Stored data entries
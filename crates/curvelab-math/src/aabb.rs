use crate::Point2;
use serde::{Deserialize, Serialize};

/// Axis-Aligned Bounding Box in the plane.
#[derive(Debug, Clone, Copy, PartialEq, Serialize, Deserialize)]
pub struct Aabb2 {
    pub min: Point2,
    pub max: Point2,
}

impl Aabb2 {
    pub fn new(min: Point2, max: Point2) -> Self {
        Self { min, max }
    }

    pub fn from_points(points: &[Point2]) -> Option<Self> {
        let (&first, rest) = points.split_first()?;
        let mut min = first;
        let mut max = first;
        for &p in rest {
            min = min.min(p);
            max = max.max(p);
        }
        Some(Self { min, max })
    }

    pub fn contains_point(&self, p: Point2) -> bool {
        p.x >= self.min.x && p.x <= self.max.x && p.y >= self.min.y && p.y <= self.max.y
    }
}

§ Exercise prompt: Exactly as written, reproduce the lines of the data above from the first line through the line where "max = max.max(p);" appears.

§ Task answer:
filename crates/curvelab-math/src/aabb.rs
use crate::Point2;
use serde::{Deserialize, Serialize};

/// Axis-Aligned Bounding Box in the plane.
#[derive(Debug, Clone, Copy, PartialEq, Serialize, Deserialize)]
pub struct Aabb2 {
    pub min: Point2,
    pub max: Point2,
}

impl Aabb2 {
    pub fn new(min: Point2, max: Point2) -> Self {
        Self { min, max }
    }

    pub fn from_points(points: &[Point2]) -> Option<Self> {
        let (&first, rest) = points.split_first()?;
        let mut min = first;
        let mut max = first;
        for &p in rest {
            min = min.min(p);
            max = max.max(p);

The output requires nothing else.